Su andar es lento, para que el posible comprador pueda ver las piezas y quizá se anime a comprar alguna. Sobre su oficio, él comparte que lo aprendió de sus padres y ahora son sus hijos quienes las tallan. En su comunidad, dice, muchos se dedican a la talla de bateas, además de ir al campo. La mayoría sale a vender a otras regiones, como la Costa y el Istmo, otros más viajan a Puebla y Acapulco.

A sus 82 años de edad, el hombre originario de San Pedro Cajonos, no tiene acta de nacimiento, lo cual le impide iniciar cualquier trámite para solicitar algún tipo de apoyo, porque a veces hay días que no vende ninguna pieza y regresa a casa con las manos vacías.

Con la mirada triste, explica: “Ya tiene como 60 años que salí de allá, de mi comunidad natal en la Sierra Juárez. He ido para allá para ver si me reponen mi acta, porque perdí todos mis documentos cuando se incendió mi casa de Soledad Piedra Larga. Por un lado me mandan a Miahuatlán, luego a Cajonos, luego aquí a la ciudad, pero en todos lados dicen que no aparece mi nombre en el libro; no me quieren dar mi acta”.

Ya es más de mediodía y confiesa que no ha vendido nada, se prepara para caminar otra vez. Recuerda que los buenos tiempos eran cuando los turistas venían por cientos al lunes del cerro, a las fiestas de muertos y a los festejos decembrinos: “Entonces sí vendía todo rápido, ahora como no hay fiesta, no hay venta. Los poquitos que hay sólo preguntan el precio y se van. Lo que pasa es que hay que tener paciencia, eso es lo que necesita uno. Cuando dios da, da,  aunque sea algo, pero no se queda uno sin nada”. 

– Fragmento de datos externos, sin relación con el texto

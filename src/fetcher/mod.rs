use std::time::Duration;

use async_trait::async_trait;
use serde_json::Value;
use thiserror::Error;

use crate::error::ViewError;

pub const DEFAULT_API_URL: &str = "http://localhost:8080";

const USER_AGENT: &str = concat!("order-viewer/", env!("CARGO_PKG_VERSION"));

/// Anything that can hand back the raw JSON for an order ID.
///
/// Callers pass an already trimmed, non-empty ID.
#[async_trait]
pub trait OrderSource: Send + Sync {
    async fn fetch_order(&self, id: &str) -> Result<Value, ViewError>;
}

#[derive(Debug, Error)]
pub enum FetcherError {
    #[error("invalid api url: {url}")]
    InvalidBaseUrl { url: String },

    #[error("failed to setup proxy: {proxy}: {source}")]
    ProxySetup {
        proxy: String,
        #[source]
        source: reqwest::Error,
    },

    #[error("failed to build HTTP client: {source}")]
    HttpClientBuild {
        #[source]
        source: reqwest::Error,
    },
}

#[derive(Clone, Debug)]
pub struct FetcherOptions {
    pub base_url: String,
    pub timeout_seconds: Option<u64>,
    pub proxy: Option<String>,
}

impl Default for FetcherOptions {
    fn default() -> Self {
        Self {
            base_url: DEFAULT_API_URL.to_string(),
            timeout_seconds: None,
            proxy: None,
        }
    }
}

#[derive(Clone, Debug)]
pub struct HttpFetcher {
    client: reqwest::Client,
    base_url: reqwest::Url,
}

impl HttpFetcher {
    pub fn new(options: &FetcherOptions) -> Result<Self, FetcherError> {
        let base_url = parse_base_url(&options.base_url)?;
        let client = build_client(options.proxy.as_deref(), options.timeout_seconds)?;
        Ok(Self { client, base_url })
    }

    pub fn base_url(&self) -> &reqwest::Url {
        &self.base_url
    }

    pub fn order_url(&self, id: &str) -> reqwest::Url {
        order_url(&self.base_url, id)
    }
}

#[async_trait]
impl OrderSource for HttpFetcher {
    async fn fetch_order(&self, id: &str) -> Result<Value, ViewError> {
        let url = self.order_url(id);
        tracing::debug!(%url, "requesting order");

        let resp = self
            .client
            .get(url)
            .send()
            .await
            .map_err(|e| ViewError::Network { source: e })?;

        let status = resp.status();
        if !status.is_success() {
            tracing::debug!(status = status.as_u16(), "order request rejected");
            return Err(ViewError::Fetch {
                status: status.as_u16(),
            });
        }

        let body = resp
            .bytes()
            .await
            .map_err(|e| ViewError::Network { source: e })?;
        tracing::debug!(bytes = body.len(), "order body received");
        serde_json::from_slice(&body).map_err(|e| ViewError::Parse { source: e })
    }
}

fn parse_base_url(raw: &str) -> Result<reqwest::Url, FetcherError> {
    let trimmed = raw.trim();
    let trimmed = if trimmed.is_empty() {
        DEFAULT_API_URL
    } else {
        trimmed
    };
    let url = reqwest::Url::parse(trimmed).map_err(|_| FetcherError::InvalidBaseUrl {
        url: raw.to_string(),
    })?;
    if url.cannot_be_a_base() || !matches!(url.scheme(), "http" | "https") {
        return Err(FetcherError::InvalidBaseUrl {
            url: raw.to_string(),
        });
    }
    Ok(url)
}

/// `{base}/orders/{id}` with `id` kept as one path segment.
pub fn order_url(base: &reqwest::Url, id: &str) -> reqwest::Url {
    let mut url = base.clone();
    if let Ok(mut segments) = url.path_segments_mut() {
        segments.pop_if_empty().push("orders").push(id);
    }
    url
}

fn build_client(
    proxy: Option<&str>,
    timeout_seconds: Option<u64>,
) -> Result<reqwest::Client, FetcherError> {
    let mut headers = reqwest::header::HeaderMap::new();
    headers.insert(
        reqwest::header::USER_AGENT,
        reqwest::header::HeaderValue::from_static(USER_AGENT),
    );
    headers.insert(
        reqwest::header::ACCEPT,
        reqwest::header::HeaderValue::from_static("application/json"),
    );

    let mut builder = reqwest::Client::builder().default_headers(headers);

    if let Some(secs) = timeout_seconds.filter(|s| *s > 0) {
        builder = builder.timeout(Duration::from_secs(secs));
    }

    if let Some(proxy) = proxy.filter(|p| !p.trim().is_empty()) {
        let proxy = reqwest::Proxy::all(proxy).map_err(|e| FetcherError::ProxySetup {
            proxy: proxy.to_string(),
            source: e,
        })?;
        builder = builder.proxy(proxy);
    }

    builder
        .build()
        .map_err(|e| FetcherError::HttpClientBuild { source: e })
}
use crate::adapter::Envelope;
use crate::cli::args::CliArgs;

pub fn validate(args: &CliArgs) -> Result<(), String> {
    if let Some(raw) = args.envelope.as_deref() {
        if Envelope::parse(raw).is_none() {
            return Err(format!(
                "invalid --envelope '{raw}', expected auto, combined, or flat"
            ));
        }
    }
    if let Some(timeout) = args.timeout {
        if timeout == 0 {
            return Err("invalid timeout, expected positive integer".to_string());
        }
    }
    if let Some(workers) = args.workers {
        if workers == 0 {
            return Err("invalid workers, expected positive integer".to_string());
        }
    }
    if let Some(raw) = args.api_url.as_deref() {
        validate_api_url(raw).map_err(|e| format!("invalid --api-url '{raw}': {e}"))?;
    }
    if args.interactive && args.order_id.is_some() {
        return Err("use either ORDER_ID or --interactive, not both".to_string());
    }
    Ok(())
}

pub fn validate_api_url(raw: &str) -> Result<(), String> {
    let url = reqwest::Url::parse(raw.trim()).map_err(|e| e.to_string())?;
    match url.scheme() {
        "http" | "https" => Ok(()),
        other => Err(format!("unsupported scheme '{other}'")),
    }
}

A don Ricardo se le puede encontrar en la calle de García Vigil; eventualmente, va a vender al mercado de Nochixtlán. Durante sus estancias en Oaxaca se queda con algunos familiares en Xoxocotlán, municipio al que va y viene a pie. 

Le pregunto si le sale vender las bateas al precio al que las da, que oscilan entre los $150 y $300. A lo que me responde: “Ponga usted que no salga, ahora con esto de la pandemia no hay negocio que salga, apenas sale para el gasto para comer. Ahora todo está muerto, no he vendido nada y son más de las 12, voy a caminar por allá para ver si vendo. ¡Hasta luego!” Don Ricardo se despide y camina en dirección al Zócalo.